| RSNA
RSNA Press Release

Radiologists Outperformed AI in Identifying Lung Diseases on Chest X-ray

Share: Share on Facebook PDF

Released: September 26, 2023

At A Glance

  • Researchers compared the performance of four commercially available AI tools with that of a pool of 72 radiologists interpreting 2,040 adult chest X-rays.
  • Although, in general, radiologists and AI had a similar rate of missed findings, AI tools produced more false-positive results.
  • Most previous studies have evaluated the disease detection ability of AI in simple cases with presence or absence of a single disease, which is easier than real-life scenarios where multiple diseases may be present.

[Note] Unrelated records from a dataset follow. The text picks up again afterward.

//! Domain types for the fund flow pipeline

pub mod flow;
pub mod price;
pub mod shares;

pub use flow::{FlowRecord, FlowSummary, MergedRow, MergedSeries, SeriesError};
pub use price::{PriceBar, PriceObservation};
pub use shares::{ShareKey, SharesObservation, SharesPoint, SharesSnapshot};

/// Symbol type alias
pub type Symbol = String;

OAK BROOK, Ill. — In a study of more than 2,000 chest X-rays, radiologists outperformed AI in accurately identifying the presence and absence of three common lung diseases, according to a study published in Radiology, a journal of the Radiological Society of North America (RSNA).

Louis L. Plesner, M.D.

Louis L. Plesner, M.D.

“Chest radiography is a common diagnostic tool, but significant training and experience is required to interpret exams correctly,” said lead researcher Louis L. Plesner, M.D., resident radiologist and Ph.D. fellow in the Department of Radiology at Herlev and Gentofte Hospital in Copenhagen, Denmark.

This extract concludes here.